### Exercise brief:
An unaltered copy of every line below is the expected output.

### Supplied entries:
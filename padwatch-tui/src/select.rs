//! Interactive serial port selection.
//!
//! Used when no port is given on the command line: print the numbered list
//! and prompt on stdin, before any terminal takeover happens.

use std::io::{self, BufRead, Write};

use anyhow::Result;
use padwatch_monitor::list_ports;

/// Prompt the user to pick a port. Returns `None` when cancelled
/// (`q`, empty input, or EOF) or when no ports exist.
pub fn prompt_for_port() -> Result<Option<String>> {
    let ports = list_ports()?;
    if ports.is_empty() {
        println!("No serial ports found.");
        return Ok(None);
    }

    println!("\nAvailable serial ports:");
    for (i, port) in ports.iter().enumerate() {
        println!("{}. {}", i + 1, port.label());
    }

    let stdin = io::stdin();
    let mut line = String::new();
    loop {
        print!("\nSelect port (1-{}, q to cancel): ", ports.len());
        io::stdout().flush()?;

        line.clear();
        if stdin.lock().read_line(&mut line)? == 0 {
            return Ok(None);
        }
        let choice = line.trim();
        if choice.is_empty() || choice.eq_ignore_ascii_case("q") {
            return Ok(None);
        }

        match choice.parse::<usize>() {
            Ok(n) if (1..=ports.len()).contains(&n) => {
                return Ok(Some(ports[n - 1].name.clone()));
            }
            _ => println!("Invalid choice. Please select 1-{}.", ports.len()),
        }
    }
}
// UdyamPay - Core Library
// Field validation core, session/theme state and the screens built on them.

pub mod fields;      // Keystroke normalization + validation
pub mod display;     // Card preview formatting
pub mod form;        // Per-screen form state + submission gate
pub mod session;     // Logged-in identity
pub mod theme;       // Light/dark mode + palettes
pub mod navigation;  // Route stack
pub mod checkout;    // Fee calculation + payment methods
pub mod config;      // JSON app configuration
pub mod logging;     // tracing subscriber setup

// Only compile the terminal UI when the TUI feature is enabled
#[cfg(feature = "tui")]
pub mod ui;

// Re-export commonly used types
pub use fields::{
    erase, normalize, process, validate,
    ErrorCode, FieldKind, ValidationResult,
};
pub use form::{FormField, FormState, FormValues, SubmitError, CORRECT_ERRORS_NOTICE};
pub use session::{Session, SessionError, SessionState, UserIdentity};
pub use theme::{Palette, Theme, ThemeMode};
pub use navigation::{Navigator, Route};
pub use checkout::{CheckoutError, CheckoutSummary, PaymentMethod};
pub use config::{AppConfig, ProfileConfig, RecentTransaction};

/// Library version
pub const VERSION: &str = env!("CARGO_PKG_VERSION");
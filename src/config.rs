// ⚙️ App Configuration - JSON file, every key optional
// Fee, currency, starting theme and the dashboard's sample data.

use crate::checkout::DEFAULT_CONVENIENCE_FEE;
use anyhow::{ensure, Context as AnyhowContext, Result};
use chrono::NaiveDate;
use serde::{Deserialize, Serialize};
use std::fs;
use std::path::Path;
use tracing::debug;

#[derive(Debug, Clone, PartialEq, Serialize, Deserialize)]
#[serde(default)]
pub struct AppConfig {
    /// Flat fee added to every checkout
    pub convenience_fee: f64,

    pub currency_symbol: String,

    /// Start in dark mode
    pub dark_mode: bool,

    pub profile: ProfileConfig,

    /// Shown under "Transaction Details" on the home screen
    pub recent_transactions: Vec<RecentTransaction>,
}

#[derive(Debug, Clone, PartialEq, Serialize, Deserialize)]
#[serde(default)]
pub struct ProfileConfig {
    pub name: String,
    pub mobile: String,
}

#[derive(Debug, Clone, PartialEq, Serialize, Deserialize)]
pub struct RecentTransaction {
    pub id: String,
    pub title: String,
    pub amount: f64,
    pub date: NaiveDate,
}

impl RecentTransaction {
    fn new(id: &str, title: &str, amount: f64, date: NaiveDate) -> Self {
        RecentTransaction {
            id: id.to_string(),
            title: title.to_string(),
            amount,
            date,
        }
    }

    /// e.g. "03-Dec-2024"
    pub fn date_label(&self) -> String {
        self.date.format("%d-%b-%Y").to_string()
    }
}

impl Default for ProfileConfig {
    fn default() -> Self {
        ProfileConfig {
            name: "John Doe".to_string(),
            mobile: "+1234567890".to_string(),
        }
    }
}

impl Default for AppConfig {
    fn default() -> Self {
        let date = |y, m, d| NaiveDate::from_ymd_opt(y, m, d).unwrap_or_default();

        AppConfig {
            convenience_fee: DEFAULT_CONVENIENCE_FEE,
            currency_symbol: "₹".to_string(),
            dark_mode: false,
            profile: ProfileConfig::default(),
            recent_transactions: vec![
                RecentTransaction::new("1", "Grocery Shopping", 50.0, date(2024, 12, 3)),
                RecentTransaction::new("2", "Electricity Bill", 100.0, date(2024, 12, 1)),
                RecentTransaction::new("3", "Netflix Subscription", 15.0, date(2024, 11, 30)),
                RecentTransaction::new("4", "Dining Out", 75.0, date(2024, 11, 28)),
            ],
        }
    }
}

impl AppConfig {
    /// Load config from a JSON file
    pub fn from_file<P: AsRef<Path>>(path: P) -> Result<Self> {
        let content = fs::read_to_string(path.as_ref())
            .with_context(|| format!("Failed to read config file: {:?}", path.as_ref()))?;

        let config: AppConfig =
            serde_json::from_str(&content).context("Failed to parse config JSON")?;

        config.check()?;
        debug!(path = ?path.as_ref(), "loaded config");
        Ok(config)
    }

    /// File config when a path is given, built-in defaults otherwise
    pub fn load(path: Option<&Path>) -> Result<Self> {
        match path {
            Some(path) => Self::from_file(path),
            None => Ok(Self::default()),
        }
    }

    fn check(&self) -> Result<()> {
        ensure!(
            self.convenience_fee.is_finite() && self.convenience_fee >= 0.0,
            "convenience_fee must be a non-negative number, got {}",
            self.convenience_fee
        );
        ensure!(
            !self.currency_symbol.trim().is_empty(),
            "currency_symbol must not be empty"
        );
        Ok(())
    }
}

### Your solution:
filename padwatch-tui/src/select.rs
//! Interactive serial port selection.
//!
//! Used when no port is given on the command line: print the numbered list
//! and prompt on stdin, before any terminal takeover happens.

use std::io::{self, BufRead, Write};

use anyhow::Result;
use padwatch_monitor::list_ports;

/// Prompt the user to pick a port. Returns `None` when cancelled
/// (`q`, empty input, or EOF) or when no ports exist.
pub fn prompt_for_port() -> Result<Option<String>> {
    let ports = list_ports()?;
    if ports.is_empty() {
        println!("No serial ports found.");
        return Ok(None);
    }

    println!("\nAvailable serial ports:");
    for (i, port) in ports.iter().enumerate() {
        println!("{}. {}", i + 1, port.label());
    }

    let stdin = io::stdin();
    let mut line = String::new();
    loop {
        print!("\nSelect port (1-{}, q to cancel): ", ports.len());
        io::stdout().flush()?;

        line.clear();
        if stdin.lock().read_line(&mut line)? == 0 {
            return Ok(None);
        }
        let choice = line.trim();
        if choice.is_empty() || choice.eq_ignore_ascii_case("q") {
            return Ok(None);
        }

        match choice.parse::<usize>() {
            Ok(n) if (1..=ports.len()).contains(&n) => {
                return Ok(Some(ports[n - 1].name.clone()));
            }
            _ => println!("Invalid choice. Please select 1-{}.", ports.len()),
        }
    }
}
// UdyamPay - Core Library
// Field validation core, session/theme state and the screens built on them.

pub mod fields;      // Keystroke normalization + validation
pub mod display;     // Card preview formatting
pub mod form;        // Per-screen form state + submission gate
pub mod session;     // Logged-in identity
pub mod theme;       // Light/dark mode + palettes
pub mod navigation;  // Route stack
pub mod checkout;    // Fee calculation + payment methods
pub mod config;      // JSON app configuration
pub mod logging;     // tracing subscriber setup

// Only compile the terminal UI when the TUI feature is enabled
#[cfg(feature = "tui")]
pub mod ui;

// Re-export commonly used types
pub use fields::{
    erase, normalize, process, validate,
    ErrorCode, FieldKind, ValidationResult,
};
pub use form::{FormField, FormState, FormValues, SubmitError, CORRECT_ERRORS_NOTICE};
pub use session::{Session, SessionError, SessionState, UserIdentity};
pub use theme::{Palette, Theme, ThemeMode};
pub use navigation::{Navigator, Route};
pub use checkout::{CheckoutError, CheckoutSummary, PaymentMethod};
pub use config::{AppConfig, ProfileConfig, RecentTransaction};

/// Library version
pub const VERSION: &str = env!("CARGO_PKG_VERSION");
filename src/config.rs
// ⚙️ App Configuration - JSON file, every key optional
// Fee, currency, starting theme and the dashboard's sample data.

use crate::checkout::DEFAULT_CONVENIENCE_FEE;
use anyhow::{ensure, Context as AnyhowContext, Result};
use chrono::NaiveDate;
use serde::{Deserialize, Serialize};
use std::fs;
use std::path::Path;
use tracing::debug;

#[derive(Debug, Clone, PartialEq, Serialize, Deserialize)]
#[serde(default)]
pub struct AppConfig {
    /// Flat fee added to every checkout
    pub convenience_fee: f64,

    pub currency_symbol: String,

    /// Start in dark mode
    pub dark_mode: bool,

    pub profile: ProfileConfig,

    /// Shown under "Transaction Details" on the home screen
    pub recent_transactions: Vec<RecentTransaction>,
}

#[derive(Debug, Clone, PartialEq, Serialize, Deserialize)]
#[serde(default)]
pub struct ProfileConfig {
    pub name: String,
    pub mobile: String,
}

#[derive(Debug, Clone, PartialEq, Serialize, Deserialize)]
pub struct RecentTransaction {
    pub id: String,
    pub title: String,
    pub amount: f64,
    pub date: NaiveDate,
}

impl RecentTransaction {
    fn new(id: &str, title: &str, amount: f64, date: NaiveDate) -> Self {
        RecentTransaction {
            id: id.to_string(),
            title: title.to_string(),
            amount,
            date,
        }
    }

    /// e.g. "03-Dec-2024"
    pub fn date_label(&self) -> String {
        self.date.format("%d-%b-%Y").to_string()
    }
}

impl Default for ProfileConfig {
    fn default() -> Self {
        ProfileConfig {
            name: "John Doe".to_string(),
            mobile: "+1234567890".to_string(),
        }
    }
}

impl Default for AppConfig {
    fn default() -> Self {
        let date = |y, m, d| NaiveDate::from_ymd_opt(y, m, d).unwrap_or_default();

        AppConfig {
            convenience_fee: DEFAULT_CONVENIENCE_FEE,
            currency_symbol: "₹".to_string(),
            dark_mode: false,
            profile: ProfileConfig::default(),
            recent_transactions: vec![
                RecentTransaction::new("1", "Grocery Shopping", 50.0, date(2024, 12, 3)),
                RecentTransaction::new("2", "Electricity Bill", 100.0, date(2024, 12, 1)),
                RecentTransaction::new("3", "Netflix Subscription", 15.0, date(2024, 11, 30)),
                RecentTransaction::new("4", "Dining Out", 75.0, date(2024, 11, 28)),
            ],
        }
    }
}

impl AppConfig {
    /// Load config from a JSON file
    pub fn from_file<P: AsRef<Path>>(path: P) -> Result<Self> {
        let content = fs::read_to_string(path.as_ref())
            .with_context(|| format!("Failed to read config file: {:?}", path.as_ref()))?;

        let config: AppConfig =
            serde_json::from_str(&content).context("Failed to parse config JSON")?;

        config.check()?;
        debug!(path = ?path.as_ref(), "loaded config");
        Ok(config)
    }

    /// File config when a path is given, built-in defaults otherwise
    pub fn load(path: Option<&Path>) -> Result<Self> {
        match path {
            Some(path) => Self::from_file(path),
            None => Ok(Self::default()),
        }
    }

    fn check(&self) -> Result<()> {
        ensure!(
            self.convenience_fee.is_finite() && self.convenience_fee >= 0.0,
            "convenience_fee must be a non-negative number, got {}",
            self.convenience_fee
        );
        ensure!(
            !self.currency_symbol.trim().is_empty(),
            "currency_symbol must not be empty"
        );
        Ok(())
    }
}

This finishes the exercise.